Quindici anni fa veniva ucciso Iqbal Masih. Oggi i bimbi parlano di lui
di Massimo Filipponi *
La scuola elementare del quartiere Casilino (Roma) ha un nome strano. «Iqbal Masih». Chi è, anzi, chi era ce lo spiegano i bambini dell’istituto nella pagina accanto con disegni, pensieri e poesie.
Iqbal lavorava già all’età di 4 anni, si è poi ribellato al padrone divenendo il simbolo della lotta contro lo sfruttamento dei bambini. Saif Ranjha, presidente dell’associazione Together Italy-Pakistan , nella sua terra torna ogni anno per portare nei villaggi il materiale e i soldi raccolti nella scuola con l’adozione a distanza. «Mi vergogno a chiedere soldi - dice Saif - ma ce n’è bisogno». Nelle 19 classi che hanno aderito al progetto sono i bambini stessi a «risparmiare» un euro al mese e versarlo agli insegnanti.

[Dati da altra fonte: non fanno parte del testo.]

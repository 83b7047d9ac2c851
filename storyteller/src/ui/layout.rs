//! Screen layout calculation

use ratatui::layout::{Constraint, Layout, Rect};

/// The main screen areas, top to bottom.
pub struct AppLayout {
    pub title_area: Rect,
    pub feed_area: Rect,
    pub picker_area: Rect,
    pub status_area: Rect,
    pub input_area: Rect,
}

impl AppLayout {
    pub fn calculate(area: Rect) -> Self {
        let [title_area, feed_area, picker_area, status_area, input_area] =
            Layout::vertical([
                Constraint::Length(1),
                Constraint::Min(5),
                Constraint::Length(1),
                Constraint::Length(1),
                Constraint::Length(3),
            ])
            .areas(area);

        Self {
            title_area,
            feed_area,
            picker_area,
            status_area,
            input_area,
        }
    }
}

/// Center a fixed-size popup within an area.
pub fn centered_rect_fixed(width: u16, height: u16, area: Rect) -> Rect {
    let width = width.min(area.width);
    let height = height.min(area.height);
    Rect {
        x: area.x + (area.width - width) / 2,
        y: area.y + (area.height - height) / 2,
        width,
        height,
    }
}

#[cfg(test)]
mod tests {
    use super::*;

    #[test]
    fn test_layout_fills_area() {
        let area = Rect::new(0, 0, 80, 24);
        let layout = AppLayout::calculate(area);

        assert_eq!(layout.title_area.height, 1);
        assert_eq!(layout.picker_area.height, 1);
        assert_eq!(layout.input_area.height, 3);
        assert!(layout.feed_area.height >= 5);

        let total: u16 = [
            layout.title_area,
            layout.feed_area,
            layout.picker_area,
            layout.status_area,
            layout.input_area,
        ]
        .iter()
        .map(|r| r.height)
        .sum();
        assert_eq!(total, 24);
    }

    #[test]
    fn test_centered_rect_clamps_to_area() {
        let area = Rect::new(0, 0, 20, 10);
        let popup = centered_rect_fixed(50, 20, area);
        assert!(popup.width <= area.width);
        assert!(popup.height <= area.height);
    }
}
//! Render orchestration for the Storyteller TUI

use ratatui::{
    layout::Rect,
    style::{Modifier, Style},
    text::{Line, Span},
    widgets::{Block, Borders, Clear, Paragraph, Wrap},
    Frame,
};

use crate::app::{App, InputMode};
use crate::ui::layout::{centered_rect_fixed, AppLayout};
use crate::ui::widgets::{InputWidget, PickerWidget, StoryFeedWidget};

/// Overlay types
#[derive(Debug, Clone, Copy)]
pub enum Overlay {
    Help,
}

/// Main render function
pub fn render(frame: &mut Frame, app: &App) {
    let area = frame.area();
    let layout = AppLayout::calculate(area);

    render_title_bar(frame, app, layout.title_area);

    let feed = StoryFeedWidget::new(app.session.state().entries(), &app.theme)
        .scroll(app.feed_scroll)
        .streaming(app.streaming_text.as_deref());
    frame.render_widget(feed, layout.feed_area);

    let picker = PickerWidget::new(
        app.selected_genre(),
        app.selected_length(),
        app.streaming_enabled,
        &app.theme,
    );
    frame.render_widget(picker, layout.picker_area);

    render_status_bar(frame, app, layout.status_area);
    render_input(frame, app, layout.input_area);

    if let Some(overlay) = app.overlay() {
        render_overlay(frame, app, overlay, area);
    }
}

/// Render the title bar
fn render_title_bar(frame: &mut Frame, app: &App, area: Rect) {
    let mode = match app.input_mode {
        InputMode::Normal => "NORMAL",
        InputMode::Insert => "INSERT",
        InputMode::Command => "COMMAND",
    };

    let line = Line::from(vec![
        Span::styled(" 📚 Storyteller ", app.theme.title_style()),
        Span::styled(
            format!("· {mode} "),
            Style::default().add_modifier(Modifier::DIM),
        ),
    ]);
    frame.render_widget(Paragraph::new(line), area);
}

/// Render the status bar
fn render_status_bar(frame: &mut Frame, app: &App, area: Rect) {
    let mut spans = Vec::new();

    if app.session.state().is_generating() {
        spans.push(Span::styled(
            format!(" {} ", app.spinner()),
            app.theme.selector_style(),
        ));
    } else {
        spans.push(Span::raw(" "));
    }

    if let Some(message) = app.status_message() {
        let style = if app.status_is_error() {
            app.theme.error_style()
        } else {
            app.theme.system_style()
        };
        spans.push(Span::styled(message.to_string(), style));
    }

    frame.render_widget(Paragraph::new(Line::from(spans)), area);
}

/// Render the input area
fn render_input(frame: &mut Frame, app: &App, area: Rect) {
    let is_active = matches!(app.input_mode, InputMode::Insert | InputMode::Command);
    let is_command = matches!(app.input_mode, InputMode::Command);

    let placeholder = if app.session.state().is_generating() {
        "Thinking of a story for you..."
    } else {
        "Tell me what kind of story you want to hear..."
    };

    let input = InputWidget::new(app.input_buffer(), &app.theme)
        .cursor_position(app.cursor_position())
        .active(is_active)
        .command_mode(is_command)
        .placeholder(placeholder);

    frame.render_widget(input, area);
}

/// Render overlay
fn render_overlay(frame: &mut Frame, app: &App, overlay: &Overlay, area: Rect) {
    match overlay {
        Overlay::Help => render_help_overlay(frame, app, area),
    }
}

/// Render help overlay
fn render_help_overlay(frame: &mut Frame, app: &App, area: Rect) {
    let popup_area = centered_rect_fixed(52, 22, area);

    frame.render_widget(Clear, popup_area);

    let help_text = vec![
        Line::from(Span::styled(
            " Storyteller - Help ",
            Style::default().add_modifier(Modifier::BOLD),
        )),
        Line::from(""),
        Line::from(Span::styled(
            "Input Modes:",
            Style::default().add_modifier(Modifier::UNDERLINED),
        )),
        Line::from("  i       Enter INSERT mode (type your prompt)"),
        Line::from("  :       Enter COMMAND mode"),
        Line::from("  Esc     Return to NORMAL mode"),
        Line::from("  Enter   Submit the prompt (INSERT mode)"),
        Line::from(""),
        Line::from(Span::styled(
            "Story controls (NORMAL mode):",
            Style::default().add_modifier(Modifier::UNDERLINED),
        )),
        Line::from("  [ / ]   Previous / next genre"),
        Line::from("  l / L   Next / previous length"),
        Line::from("  e       Load an example prompt"),
        Line::from("  x       Save the latest story to a file"),
        Line::from("  c       Clear the history"),
        Line::from(""),
        Line::from(Span::styled(
            "Navigation / Commands:",
            Style::default().add_modifier(Modifier::UNDERLINED),
        )),
        Line::from("  j/k, wheel   Scroll stories  ·  g top"),
        Line::from("  :export [n]  Save story n  ·  :stream on|off"),
        Line::from("  :clear  :q   Clear history, quit"),
        Line::from(""),
        Line::from(Span::styled(
            "Press Esc or q to close",
            Style::default().add_modifier(Modifier::DIM),
        )),
    ];

    let block = Block::default()
        .title(" Help ")
        .borders(Borders::ALL)
        .border_style(app.theme.border_style(true));

    let paragraph = Paragraph::new(help_text)
        .block(block)
        .wrap(Wrap { trim: false });

    frame.render_widget(paragraph, popup_area);
}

La maestra Susanna Serpe ci tiene che siano «risparmiati». «Quando ci consegnano le loro monetine - racconta - gli alunni ci dicono “un giorno non ho mangiato il gelato” oppure “ho comprato un pacchetto di figurine in meno”». «Dopo decenni di dittatura militare, da due anni in Pakistan la democrazia sta facendo passi in avanti - dice Saif - Le cose stanno cambiando e molto, pensi che la rappresentanza femminile nel nostro Parlamento è già del 22%... Però il problema è culturale e ci vuole tempo. Certo il lavoro minorile ancora esiste e non solo per la realizzazione dei tappeti.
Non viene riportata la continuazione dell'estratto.